If you can understand this, then you need to learn some important things about travel. Leg discomfort is not an inevitable price of flying. This is a real potential health complication problem, and it's largely preventable. All you need is a good pair of compression socks.
How flying hurts my legs and feet
It all comes down to gravity. Your body has to do a lot to overcome gravity and pump blood from the soles of your feet back to your heart and lungs. When you sit for long periods of time, you are fighting gravity every minute of your flight.
When you're not trapped in an airplane seat, your body usually fights gravity through movement. Walking and stretching contract the muscles, and energy from the muscles is used to help blood flow up the veins in the legs. That's why we squirm after sitting for a while, and that's why you always want to get up and move after you've been sitting for a long time.
So air travel keeps you from moving in a normal way, and gravity keeps blood in your feet. It's clear how this can lead to swelling and discomfort, but that's not all. Staying still for hours at a time also increases the risk of blood clots.

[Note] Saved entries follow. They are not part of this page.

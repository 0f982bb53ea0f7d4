pub mod bookings;
pub mod extract;
pub mod fleet;
pub mod identity;
pub mod users;

use std::sync::Arc;

use axum::extract::State;
use axum::http::StatusCode;
use axum::response::IntoResponse;
use axum::routing::get;
use axum::Json;
use axum::Router;
use serde::Serialize;
use tower::ServiceBuilder;
use tower_http::cors::CorsLayer;
use tower_http::trace::TraceLayer;

use crate::error::AppError;
use crate::state::AppState;

pub fn router(state: Arc<AppState>) -> Router {
    Router::new()
        .merge(users::router())
        .merge(fleet::router())
        .merge(bookings::router())
        .route("/health", get(health))
        .route("/metrics", get(metrics))
        .with_state(state)
        .layer(
            ServiceBuilder::new()
                .layer(TraceLayer::new_for_http())
                .layer(CorsLayer::permissive()),
        )
}

#[derive(Serialize)]
struct HealthResponse {
    status: &'static str,
    bookings: usize,
    ambulances: usize,
    hospitals: usize,
}

async fn health(State(state): State<Arc<AppState>>) -> Result<Json<HealthResponse>, AppError> {
    let bookings = state.bookings.list_all().await?.len();
    let (ambulances, hospitals) = state.fleet.counts();

    Ok(Json(HealthResponse {
        status: "ok",
        bookings,
        ambulances,
        hospitals,
    }))
}

async fn metrics(State(state): State<Arc<AppState>>) -> impl IntoResponse {
    match state.metrics.encode() {
        Ok(body) => (
            StatusCode::OK,
            [("content-type", "text/plain; version=0.0.4; charset=utf-8")],
            body,
        )
            .into_response(),
        Err(err) => (StatusCode::INTERNAL_SERVER_ERROR, err).into_response(),
    }
}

When your blood pools, it's harder for your body to process and break down clots. This is why prolonged sitting increases the risk of developing a significant blood clot, which in the worst case can lead to deep vein thrombosis (DVT). While you don't have to worry about taking you to the hospital on your next flight, it's certainly a good thing to know about the risks of blood clots and how to prevent them. For example, flying during pregnancy can seriously increase these risks.
Why wear compression socks? What exactly do compression socks do?
Here are just some of the benefits:
- support veins
- Helps blood not pool in the legs, preventing deep vein thrombosis
Even if you don't experience any discomfort while traveling or exercising, compression stockings help to apply gentle pressure to your legs and ankles, which promotes blood flow from your lower extremities to your heart. They are good for you and may even improve athletic performance.
Activities you might want to consider wearing compression stockings include: hiking, traveling, running/fitness, days standing for hours, and any time you want to show more love to your feet and legs.
Why wear compression socks when flying?
It may seem crazy that wearing the right socks can make a big difference, but it's true. How compression socks work is simple. They squeeze your leg gently and securely. This squeeze makes it difficult for the blood to pool. The pressure exerted by the socks helps the blood move upwards, and they are a good substitute for free movement.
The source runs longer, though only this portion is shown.